Assigned task: Give back an exact copy of the lines below, from the first through the line with "#[derive(Clone, Debug, Default)]"; please stop there.

Data:
------------

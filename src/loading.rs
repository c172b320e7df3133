use dashmap::DashMap;
use std::{
    sync::Arc,
    time::{Duration, Instant},
};

/// Key used when a request does not name one.
pub const GLOBAL_KEY: &str = "global";

#[derive(Debug, Clone, Copy, Default)]
struct KeyState {
    /// Requests under this key that have begun but not ended
    active: usize,
    /// When the indicator for this key last became visible
    shown_at: Option<Instant>,
    /// Earliest instant the indicator may hide once `active` reaches zero
    hold_until: Option<Instant>,
}

/// Thread-safe loading-indicator counters, one per logical request key.
///
/// Overlapping requests under the same key share one indicator: it turns on
/// with the first `begin` and stays on until every holder has ended and the
/// minimum visible duration (measured from when it turned on) has passed.
#[derive(Clone, Debug, Default)]
pub struct LoadingTracker {
    inner: Arc<DashMap<String, KeyState>>,
}

impl LoadingTracker {
    pub fn new() -> Self {
        Self::default()
    }

    /// Register a new in-flight request under `key`.
    pub fn begin(&self, key: &str) {
        self.begin_at(key, Instant::now());
    }

    /// Release one holder of `key`. Extra calls are ignored rather than
    /// driving the counter below zero.
    pub fn end(&self, key: &str, min_duration: Duration) {
        self.end_at(key, min_duration, Instant::now());
    }

    /// Begin a request and return a guard that ends it when dropped.
    pub fn hold(&self, key: impl Into<String>, min_duration: Duration) -> LoadingGuard {
        let key = key.into();
        self.begin(&key);
        LoadingGuard {
            tracker: self.clone(),
            key,
            min_duration,
        }
    }

    /// Whether the indicator for `key` is visible right now.
    pub fn is_loading(&self, key: &str) -> bool {
        self.is_loading_at(key, Instant::now())
    }

    /// Number of in-flight requests under `key`.
    pub fn active(&self, key: &str) -> usize {
        self.inner.get(key).map(|s| s.active).unwrap_or(0)
    }

    /// Forget every key (logout / teardown).
    pub fn reset(&self) {
        self.inner.clear();
    }

    pub(crate) fn begin_at(&self, key: &str, now: Instant) {
        let was_visible = self.is_loading_at(key, now);
        let mut state = self.inner.entry(key.to_owned()).or_default();
        if state.active == 0 && !was_visible {
            state.shown_at = Some(now);
            state.hold_until = None;
        }
        state.active += 1;
    }

    pub(crate) fn end_at(&self, key: &str, min_duration: Duration, now: Instant) {
        let Some(mut state) = self.inner.get_mut(key) else {
            tracing::debug!("loading end for unknown key '{}'", key);
            return;
        };
        if state.active == 0 {
            tracing::debug!("unbalanced loading end for key '{}'", key);
            return;
        }
        state.active -= 1;
        if state.active == 0 {
            let shown_at = state.shown_at.unwrap_or(now);
            let hold = shown_at + min_duration;
            state.hold_until = Some(hold.max(state.hold_until.unwrap_or(hold)));
        }
    }

    pub(crate) fn is_loading_at(&self, key: &str, now: Instant) -> bool {
        match self.inner.get(key) {
            Some(state) => {
                state.active > 0 || state.hold_until.map(|until| now < until).unwrap_or(false)
            }
            None => false,
        }
    }
}

/// Ends its request on drop, so success, failure and cancellation all
/// release the counter.
#[derive(Debug)]
pub struct LoadingGuard {
    tracker: LoadingTracker,
    key: String,
    min_duration: Duration,
}

impl LoadingGuard {
    pub fn key(&self) -> &str {
        &self.key
    }
}

impl Drop for LoadingGuard {
    fn drop(&mut self) {
        self.tracker.end(&self.key, self.min_duration);
    }
}
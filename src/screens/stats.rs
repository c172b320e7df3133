//! Click and visitor statistics by domain and IP, paginated on the server.
//!
//! Every fetch is split into `prepare` (which records a ticket) and
//! `complete` (which lands the response only if no newer fetch has been
//! prepared since). `fetch_page` runs both back to back; callers that issue
//! overlapping fetches drive the halves themselves.

use chrono::NaiveDate;

use crate::{
    api::AdminApi,
    error::ApiResult,
    listing::{page_items, PageItem, PageState, PagedList, Ticket},
    models::{AdKind, ClickStatRow, Paged, VisitorStatRow, VisitorSummary},
    query::{ClickStatsQuery, DateRange, VisitorStatsQuery},
    table::{Column, Table},
};

/// Days covered by the default date range.
pub const DEFAULT_RANGE_DAYS: u64 = 30;

fn land<T, S>(
    list: &mut PagedList<T, S>,
    ticket: Ticket,
    result: ApiResult<Paged<T, S>>,
    what: &str,
) -> ApiResult<bool> {
    match result {
        Ok(page) => Ok(list.accept(ticket, page)),
        Err(e) => {
            if list.fail(ticket) {
                tracing::error!("failed to load {}: {}", what, e);
            } else {
                tracing::debug!("ignoring failure of superseded {} fetch: {}", what, e);
            }
            Err(e)
        }
    }
}

fn pager(page: PageState) -> Vec<PageItem> {
    let total = u32::try_from(page.total_pages()).unwrap_or(u32::MAX);
    page_items(page.current, total)
}

// ── Clicks ─────────────────────────────────────────────────────────────────

#[derive(Debug)]
pub struct ClickStatsScreen {
    list: PagedList<ClickStatRow>,
    range: DateRange,
    kind: AdKind,
    table: Table<ClickStatRow>,
}

impl ClickStatsScreen {
    /// Main-ad clicks over the last thirty days.
    pub fn new(today: NaiveDate, page_size: u32) -> Self {
        Self {
            list: PagedList::new(page_size),
            range: DateRange::last_days(today, DEFAULT_RANGE_DAYS),
            kind: AdKind::Main,
            table: Table::new(vec![
                Column::plain("domain", "Domain"),
                Column::plain("ip", "IP"),
                Column::numeric("clicks", "Clicks", |r: &ClickStatRow| r.clicks.to_string()),
                Column::date("day", "Day", |r: &ClickStatRow| Some(r.day.clone())),
            ]),
        }
    }

    /// Replace the filters without fetching.
    pub fn with_filter(mut self, range: DateRange, kind: AdKind) -> Self {
        self.range = range;
        self.kind = kind;
        self
    }

    pub fn rows(&self) -> &[ClickStatRow] {
        self.list.rows()
    }

    pub fn view(&self) -> Vec<&ClickStatRow> {
        self.table.view(self.list.rows())
    }

    pub fn page(&self) -> PageState {
        self.list.page()
    }

    pub fn pager(&self) -> Vec<PageItem> {
        pager(self.list.page())
    }

    pub fn range(&self) -> DateRange {
        self.range
    }

    pub fn kind(&self) -> AdKind {
        self.kind
    }

    pub fn table_mut(&mut self) -> &mut Table<ClickStatRow> {
        &mut self.table
    }

    pub fn query(&self, page: u32, page_size: u32) -> ClickStatsQuery {
        ClickStatsQuery {
            range: self.range,
            kind: self.kind,
            page: page.max(1),
            page_size: page_size.max(1),
        }
    }

    pub fn prepare(&mut self, page: u32, page_size: u32) -> (Ticket, ClickStatsQuery) {
        (self.list.dispatch(), self.query(page, page_size))
    }

    /// Land a response. `Ok(false)` means it was superseded and dropped.
    pub fn complete(&mut self, ticket: Ticket, result: ApiResult<Paged<ClickStatRow>>) -> ApiResult<bool> {
        land(&mut self.list, ticket, result, "click stats")
    }

    pub async fn fetch_page<A: AdminApi + ?Sized>(
        &mut self,
        api: &A,
        page: u32,
        page_size: u32,
    ) -> ApiResult<bool> {
        let (ticket, query) = self.prepare(page, page_size);
        let result = api.clicks_by_domain_ip(&query).await;
        self.complete(ticket, result)
    }

    pub async fn refresh<A: AdminApi + ?Sized>(&mut self, api: &A) -> ApiResult<bool> {
        let page = self.list.page();
        self.fetch_page(api, page.current, page.page_size).await
    }

    /// New filters always restart from page one.
    pub async fn set_filter<A: AdminApi + ?Sized>(
        &mut self,
        api: &A,
        range: DateRange,
        kind: AdKind,
    ) -> ApiResult<bool> {
        self.range = range;
        self.kind = kind;
        let size = self.list.page().page_size;
        self.fetch_page(api, 1, size).await
    }

    pub async fn change_page_size<A: AdminApi + ?Sized>(&mut self, api: &A, page_size: u32) -> ApiResult<bool> {
        let page = self.list.page().page_for_size(page_size);
        self.fetch_page(api, page, page_size).await
    }
}

// ── Visitors ───────────────────────────────────────────────────────────────

#[derive(Debug)]
pub struct VisitorStatsScreen {
    list: PagedList<VisitorStatRow, VisitorSummary>,
    range: DateRange,
    table: Table<VisitorStatRow>,
}

impl VisitorStatsScreen {
    pub fn new(today: NaiveDate, page_size: u32) -> Self {
        Self {
            list: PagedList::new(page_size),
            range: DateRange::last_days(today, DEFAULT_RANGE_DAYS),
            table: Table::new(vec![
                Column::plain("domain", "Domain"),
                Column::plain("ip", "IP"),
                Column::numeric("visits", "Visits", |r: &VisitorStatRow| r.visits.to_string()),
                Column::date("day", "Day", |r: &VisitorStatRow| Some(r.day.clone())),
            ]),
        }
    }

    pub fn with_range(mut self, range: DateRange) -> Self {
        self.range = range;
        self
    }

    pub fn rows(&self) -> &[VisitorStatRow] {
        self.list.rows()
    }

    pub fn view(&self) -> Vec<&VisitorStatRow> {
        self.table.view(self.list.rows())
    }

    /// Totals of the last landed response, zeros when there is none.
    pub fn summary(&self) -> VisitorSummary {
        self.list.summary().copied().unwrap_or_default()
    }

    pub fn page(&self) -> PageState {
        self.list.page()
    }

    pub fn pager(&self) -> Vec<PageItem> {
        pager(self.list.page())
    }

    pub fn range(&self) -> DateRange {
        self.range
    }

    pub fn table_mut(&mut self) -> &mut Table<VisitorStatRow> {
        &mut self.table
    }

    pub fn query(&self, page: u32, page_size: u32) -> VisitorStatsQuery {
        VisitorStatsQuery {
            range: self.range,
            page: page.max(1),
            page_size: page_size.max(1),
        }
    }

    pub fn prepare(&mut self, page: u32, page_size: u32) -> (Ticket, VisitorStatsQuery) {
        (self.list.dispatch(), self.query(page, page_size))
    }

    pub fn complete(
        &mut self,
        ticket: Ticket,
        result: ApiResult<Paged<VisitorStatRow, VisitorSummary>>,
    ) -> ApiResult<bool> {
        land(&mut self.list, ticket, result, "visitor stats")
    }

    pub async fn fetch_page<A: AdminApi + ?Sized>(
        &mut self,
        api: &A,
        page: u32,
        page_size: u32,
    ) -> ApiResult<bool> {
        let (ticket, query) = self.prepare(page, page_size);
        let result = api.visitors_by_domain_ip(&query).await;
        self.complete(ticket, result)
    }

    pub async fn refresh<A: AdminApi + ?Sized>(&mut self, api: &A) -> ApiResult<bool> {
        let page = self.list.page();
        self.fetch_page(api, page.current, page.page_size).await
    }

    pub async fn set_range<A: AdminApi + ?Sized>(&mut self, api: &A, range: DateRange) -> ApiResult<bool> {
        self.range = range;
        let size = self.list.page().page_size;
        self.fetch_page(api, 1, size).await
    }

    pub async fn change_page_size<A: AdminApi + ?Sized>(&mut self, api: &A, page_size: u32) -> ApiResult<bool> {
        let page = self.list.page().page_for_size(page_size);
        self.fetch_page(api, page, page_size).await
    }
}

#[cfg(test)]
mod tests {
    use super::*;
    use crate::{
        models::Pagination,
        screens::testing::FakeAdmin,
        table::Direction,
    };

    fn today() -> NaiveDate {
        NaiveDate::from_ymd_opt(2025, 3, 31).unwrap()
    }

    fn click_page(page: u32, day: &str) -> Paged<ClickStatRow> {
        Paged {
            data: vec![ClickStatRow {
                domain: "blog.example".into(),
                ip: "198.51.100.4".into(),
                clicks: 1,
                day: day.into(),
            }],
            pagination: Pagination {
                page,
                page_size: 10,
                total_items: 25,
                total_pages: Some(3),
            },
            summary: None,
        }
    }

    #[tokio::test]
    async fn first_fetch_uses_default_filters() {
        let api = FakeAdmin::default();
        *api.stats_total.lock().unwrap() = 42;
        let mut screen = ClickStatsScreen::new(today(), 10);

        assert!(screen.refresh(&api).await.unwrap());
        assert_eq!(api.calls(), ["clicks_by_domain_ip main page=1 size=10"]);
        assert_eq!(screen.range().start, NaiveDate::from_ymd_opt(2025, 3, 1).unwrap());
        assert_eq!(
            screen.page(),
            PageState {
                current: 1,
                page_size: 10,
                total: 42
            }
        );
    }

    #[test]
    fn superseded_response_is_dropped() {
        let mut screen = ClickStatsScreen::new(today(), 10);
        let (slow, _) = screen.prepare(1, 10);
        let (fast, query) = screen.prepare(2, 10);
        assert_eq!(query.page, 2);

        assert!(screen.complete(fast, Ok(click_page(2, "2025-03-02"))).unwrap());
        assert!(!screen.complete(slow, Ok(click_page(1, "2025-03-01"))).unwrap());
        assert_eq!(screen.page().current, 2);
        assert_eq!(screen.rows()[0].day, "2025-03-02");
    }

    #[test]
    fn superseded_failure_leaves_rows_alone() {
        let mut screen = ClickStatsScreen::new(today(), 10);
        let (slow, _) = screen.prepare(1, 10);
        let (fast, _) = screen.prepare(2, 10);
        screen.complete(fast, Ok(click_page(2, "2025-03-02"))).unwrap();

        let err = crate::error::ApiError::Invalid("boom".into());
        assert!(screen.complete(slow, Err(err)).is_err());
        assert_eq!(screen.rows().len(), 1);
    }

    #[tokio::test]
    async fn page_size_change_clamps_current_page() {
        let api = FakeAdmin::default();
        *api.stats_total.lock().unwrap() = 95;
        let mut screen = ClickStatsScreen::new(today(), 10);
        screen.fetch_page(&api, 9, 10).await.unwrap();

        screen.change_page_size(&api, 50).await.unwrap();
        assert_eq!(screen.page().current, 2);
        assert_eq!(screen.page().page_size, 50);
        assert_eq!(api.calls()[1], "clicks_by_domain_ip main page=2 size=50");
    }

    #[tokio::test]
    async fn filter_change_restarts_at_page_one() {
        let api = FakeAdmin::default();
        *api.stats_total.lock().unwrap() = 95;
        let mut screen = ClickStatsScreen::new(today(), 10);
        screen.fetch_page(&api, 4, 10).await.unwrap();

        screen
            .set_filter(&api, DateRange::single_day(today()), AdKind::Secondary)
            .await
            .unwrap();
        assert_eq!(screen.page().current, 1);
        assert_eq!(api.calls()[1], "clicks_by_domain_ip secondary page=1 size=10");
    }

    #[tokio::test]
    async fn visitor_failure_clears_rows_and_summary() {
        let api = FakeAdmin::default();
        *api.stats_total.lock().unwrap() = 12;
        let mut screen = VisitorStatsScreen::new(today(), 10);
        screen.refresh(&api).await.unwrap();
        assert_eq!(screen.summary().total_visits, 99);
        assert_eq!(screen.rows().len(), 1);

        api.fail("visitors_by_domain_ip");
        assert!(screen.fetch_page(&api, 2, 10).await.is_err());
        assert!(screen.rows().is_empty());
        assert_eq!(screen.summary(), VisitorSummary::default());
    }

    #[test]
    fn day_column_sorts_by_date() {
        let mut screen = ClickStatsScreen::new(today(), 10);
        let (t, _) = screen.prepare(1, 10);
        let mut page = click_page(1, "2025-03-10");
        page.data.push(ClickStatRow {
            domain: "news.example".into(),
            ip: "198.51.100.5".into(),
            clicks: 9,
            day: "2025-02-28".into(),
        });
        screen.complete(t, Ok(page)).unwrap();

        screen.table_mut().sort_by("day", Direction::Ascending);
        let days: Vec<&str> = screen.view().into_iter().map(|r| r.day.as_str()).collect();
        assert_eq!(days, ["2025-02-28", "2025-03-10"]);
    }

    #[tokio::test]
    async fn pager_follows_server_totals() {
        let api = FakeAdmin::default();
        *api.stats_total.lock().unwrap() = 200;
        let mut screen = VisitorStatsScreen::new(today(), 10);
        screen.fetch_page(&api, 10, 10).await.unwrap();

        let items = screen.pager();
        assert_eq!(items.first(), Some(&PageItem::Page(1)));
        assert_eq!(items.last(), Some(&PageItem::Page(20)));
        assert!(items.contains(&PageItem::Page(10)));
        assert!(items.contains(&PageItem::Ellipsis));
    }
}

------------

Response to the task:
filename src/loading.rs
repository c172b320e7df3133
use dashmap::DashMap;
use std::{
    sync::Arc,
    time::{Duration, Instant},
};

/// Key used when a request does not name one.
pub const GLOBAL_KEY: &str = "global";

#[derive(Debug, Clone, Copy, Default)]
struct KeyState {
    /// Requests under this key that have begun but not ended
    active: usize,
    /// When the indicator for this key last became visible
    shown_at: Option<Instant>,
    /// Earliest instant the indicator may hide once `active` reaches zero
    hold_until: Option<Instant>,
}

/// Thread-safe loading-indicator counters, one per logical request key.
///
/// Overlapping requests under the same key share one indicator: it turns on
/// with the first `begin` and stays on until every holder has ended and the
/// minimum visible duration (measured from when it turned on) has passed.
#[derive(Clone, Debug, Default)]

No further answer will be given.